I CIBERCULTURA E IDEOLOGIA
A cibercultura é a cultura contemporânea estruturada pelas tecnologias digitais marcada pela dominação ideológica. Neste horizonte epocal, o ciclo da ideologia se cumpre com a necrose do pensamento crítico em prol da subserviência de corpos dóceis. O ódio ao pensamento é expresso pela ausência de questionamento da realidade. O drama silencioso da época em curso abarca a zona de conforto dos tiranos: as discussões, disputas e conflitos estão no lodo da invisibilidade. A perversão foi naturalizada como modelo de mundo.
De acordo com a pesquisadora Marilena Chauí (2023), a ideologia é a expressão da dominação de uma classe sobre outra. Trata-se de um sistema de ilusões que desliza sobre a superfície da sociedade cujo objetivo principal é tornar a dominação invisível.
A lógica em questão está no fato de que caso a dominação de uma classe sobre a outra for diretamente percebida há risco dos oprimidos se revoltarem contra os opressores. Portanto, é tarefa da ideologia ocultar suas intenções políticas e econômicas, promovendo uma narrativa homogênea de que todos os indivíduos são livres e iguais, e que se relacionam espontaneamente dentro de um sistema completamente abstrato.

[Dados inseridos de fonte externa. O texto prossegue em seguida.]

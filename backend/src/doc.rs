//! OpenAPI documentation configuration.
//!
//! [`ApiDoc`] registers every HTTP path and the schema wrappers from
//! [`crate::inbound::http::schemas`]. Swagger UI serves it at `/docs` in
//! debug builds.

use crate::inbound::http::items::{CreateItemRequest, UpdateItemRequest};
use crate::inbound::http::schemas::{
    ErrorCodeSchema, ErrorSchema, ItemSchema, RemovedSchema, UserSchema,
};
use crate::inbound::http::users::{CreateUserRequest, UpdateUserRequest};
use utoipa::OpenApi;

/// OpenAPI document for the REST API.
#[derive(OpenApi)]
#[openapi(
    info(
        title = "Items and users API",
        description = "CRUD over items and users with required-field validation."
    ),
    servers(
        (url = "/", description = "Relative to the deployment base URL")
    ),
    paths(
        crate::inbound::http::health::root,
        crate::inbound::http::health::ready,
        crate::inbound::http::health::live,
        crate::inbound::http::items::list_items,
        crate::inbound::http::items::create_item,
        crate::inbound::http::items::update_item,
        crate::inbound::http::items::delete_item,
        crate::inbound::http::users::list_users,
        crate::inbound::http::users::create_user,
        crate::inbound::http::users::update_user,
        crate::inbound::http::users::delete_user,
    ),
    components(schemas(
        ItemSchema,
        UserSchema,
        ErrorSchema,
        ErrorCodeSchema,
        RemovedSchema,
        CreateItemRequest,
        UpdateItemRequest,
        CreateUserRequest,
        UpdateUserRequest,
    )),
    tags(
        (name = "items", description = "Item records"),
        (name = "users", description = "User records"),
        (name = "health", description = "Probes")
    )
)]
pub struct ApiDoc;
//! `define_port_error!`: declares a port error enum with `thiserror`
//! messages and snake_case constructors taking `impl Into<_>` fields.

macro_rules! define_port_error {
    (@ctor $variant:ident) => {
        ::paste::paste! {
            pub fn [<$variant:snake>]() -> Self {
                Self::$variant
            }
        }
    };

    (@ctor $variant:ident { $($field:ident : $ty:ty),* $(,)? }) => {
        define_port_error!(@ctor_impl $variant () () $( $field : $ty, )*);
    };

    (@ctor_impl $variant:ident ($($params:tt)*) ($($inits:tt)*) ) => {
        ::paste::paste! {
            pub fn [<$variant:snake>]($($params)*) -> Self {
                Self::$variant { $($inits)* }
            }
        }
    };

    (@ctor_impl $variant:ident ($($params:tt)*) ($($inits:tt)*) $field:ident : $ty:ty, $($rest:tt)*) => {
        define_port_error!(
            @ctor_impl
            $variant
            ($($params)* $field: impl Into<$ty>,)
            ($($inits)* $field: $field.into(),)
            $($rest)*
        );
    };
    (
        $(#[$outer:meta])*
        pub enum $name:ident {
            $(
                $(#[$variant_meta:meta])*
                $variant:ident $( { $($field:ident : $ty:ty),* $(,)? } )? => $message:expr
            ),* $(,)?
        }
    ) => {
        $(#[$outer])*
        #[derive(Debug, Clone, PartialEq, Eq, thiserror::Error)]
        pub enum $name {
            $(
                $(#[$variant_meta])*
                #[error($message)]
                $variant $( { $($field : $ty),* } )?,
            )*
        }

        impl $name {
            $(
                define_port_error!(@ctor $variant $( { $($field : $ty),* } )?);
            )*
        }
    };
}

pub(crate) use define_port_error;
//! Required-field validation shared by every record kind.
//!
//! Checks report every offending field at once so clients can fix a payload
//! in a single round trip.

use std::fmt;

use super::record::Kind;

/// A required field that is missing, `null`, or empty.
#[derive(Debug, Clone, Copy, PartialEq, Eq)]
pub struct MissingField(&'static str);

impl MissingField {
    /// Name of the offending field as it appears on the wire.
    pub fn field(self) -> &'static str {
        self.0
    }
}

/// Schema validation failure for one record kind.
///
/// # Examples
/// ```
/// use crud_backend::domain::{Kind, SchemaViolation, required_text};
///
/// let username = required_text("username", None);
/// let email = required_text("email", Some("ada@example.com".to_owned()));
/// let violation = SchemaViolation::new(Kind::User, [username.err(), email.err()]);
/// assert_eq!(violation.to_string(), "User validation failed: username is required");
/// ```
#[derive(Debug, Clone, PartialEq, Eq)]
pub struct SchemaViolation {
    kind: Kind,
    fields: Vec<&'static str>,
}

impl SchemaViolation {
    /// Gather the failed checks of one validation pass.
    ///
    /// Callers build a violation only after at least one check failed; the
    /// `None` entries are the checks that passed.
    pub fn new<I>(kind: Kind, failures: I) -> Self
    where
        I: IntoIterator<Item = Option<MissingField>>,
    {
        let fields = failures
            .into_iter()
            .flatten()
            .map(MissingField::field)
            .collect();
        Self { kind, fields }
    }

    /// Kind whose schema was violated.
    pub fn kind(&self) -> Kind {
        self.kind
    }

    /// Offending fields in schema order.
    pub fn fields(&self) -> &[&'static str] {
        &self.fields
    }
}

impl fmt::Display for SchemaViolation {
    fn fmt(&self, f: &mut fmt::Formatter<'_>) -> fmt::Result {
        write!(f, "{} validation failed: ", self.kind)?;
        for (index, field) in self.fields.iter().enumerate() {
            if index > 0 {
                f.write_str(", ")?;
            }
            write!(f, "{field} is required")?;
        }
        Ok(())
    }
}

impl std::error::Error for SchemaViolation {}

/// Require a text value on create.
///
/// Any non-empty string passes and is kept verbatim, whitespace included.
pub fn required_text(field: &'static str, value: Option<String>) -> Result<String, MissingField> {
    match value {
        Some(text) if !text.is_empty() => Ok(text),
        _ => Err(MissingField(field)),
    }
}

/// Check a required text value on update.
///
/// The outer `Option` is presence in the payload: an absent field keeps the
/// stored (already valid) value, while an explicit `null` or empty string
/// would leave the merged record without it.
pub fn required_text_update(
    field: &'static str,
    value: Option<Option<String>>,
) -> Result<Option<String>, MissingField> {
    match value {
        None => Ok(None),
        Some(inner) => required_text(field, inner).map(Some),
    }
}
//! HTTP server configuration object and helpers.

use std::net::SocketAddr;

use crud_backend::outbound::persistence::DbPool;
use crud_backend::settings::{AppSettings, SettingsError};

/// Everything [`super::create_server`] needs besides the health flags.
pub struct ServerConfig {
    pub(crate) bind_addr: SocketAddr,
    pub(crate) allowed_origin: String,
    pub(crate) workers: usize,
    pub(crate) db_pool: DbPool,
}

impl ServerConfig {
    /// Combine validated settings with a connected pool.
    ///
    /// # Errors
    ///
    /// Returns [`SettingsError`] when the origin or worker count is invalid.
    pub fn from_settings(settings: &AppSettings, db_pool: DbPool) -> Result<Self, SettingsError> {
        Ok(Self {
            bind_addr: settings.bind_addr(),
            allowed_origin: settings.allowed_origin()?,
            workers: settings.workers()?,
            db_pool,
        })
    }
}
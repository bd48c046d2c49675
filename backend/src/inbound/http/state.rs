//! Shared HTTP adapter state.
//!
//! Handlers receive this through `web::Data` and depend only on the domain
//! gateways, so tests can swap storage without touching the handlers.

use std::sync::Arc;

use crate::domain::ports::RecordRepository;
use crate::domain::{Item, RecordGateway, User};

/// Gateways for every record kind.
#[derive(Clone)]
pub struct HttpState {
    pub items: RecordGateway<Item>,
    pub users: RecordGateway<User>,
}

impl HttpState {
    /// Build the state from one repository per kind.
    pub fn new(
        items: Arc<dyn RecordRepository<Item>>,
        users: Arc<dyn RecordRepository<User>>,
    ) -> Self {
        Self {
            items: RecordGateway::new(items),
            users: RecordGateway::new(users),
        }
    }
}
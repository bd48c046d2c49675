//! Items and users CRUD backend.
//!
//! - [`domain`]: records, validation, the storage port and the gateway.
//! - [`inbound::http`]: Actix handlers and the error normaliser.
//! - [`outbound::persistence`]: Diesel/PostgreSQL adapters.

pub mod doc;
pub mod domain;
pub mod inbound;
pub mod middleware;
pub mod outbound;
pub mod settings;
#[cfg(feature = "test-support")]
pub mod test_support;

/// Public OpenAPI surface used by Swagger UI.
pub use doc::ApiDoc;
pub use domain::TraceId;
pub use middleware::Trace;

Para tanto, as ideias aparecem como se tivessem vida própria, e não como se estivessem sido estrategicamente embutidas. Essas “ideias sem autor” (CHAUÍ, 2023) surgem como uma explicação da realidade, que orientam os atores sociais sobre a vida cotidiana. Esse conjunto articulado de ideias é encarregado de silenciar os discursos de oposição, implodindo sobre o social um único discurso: o da classe dominante.
Posto isso, o artigo objetiva refletir sobre a gravidade histórica da expansão dos tentáculos do submundo sobre a superfície das redes interativas.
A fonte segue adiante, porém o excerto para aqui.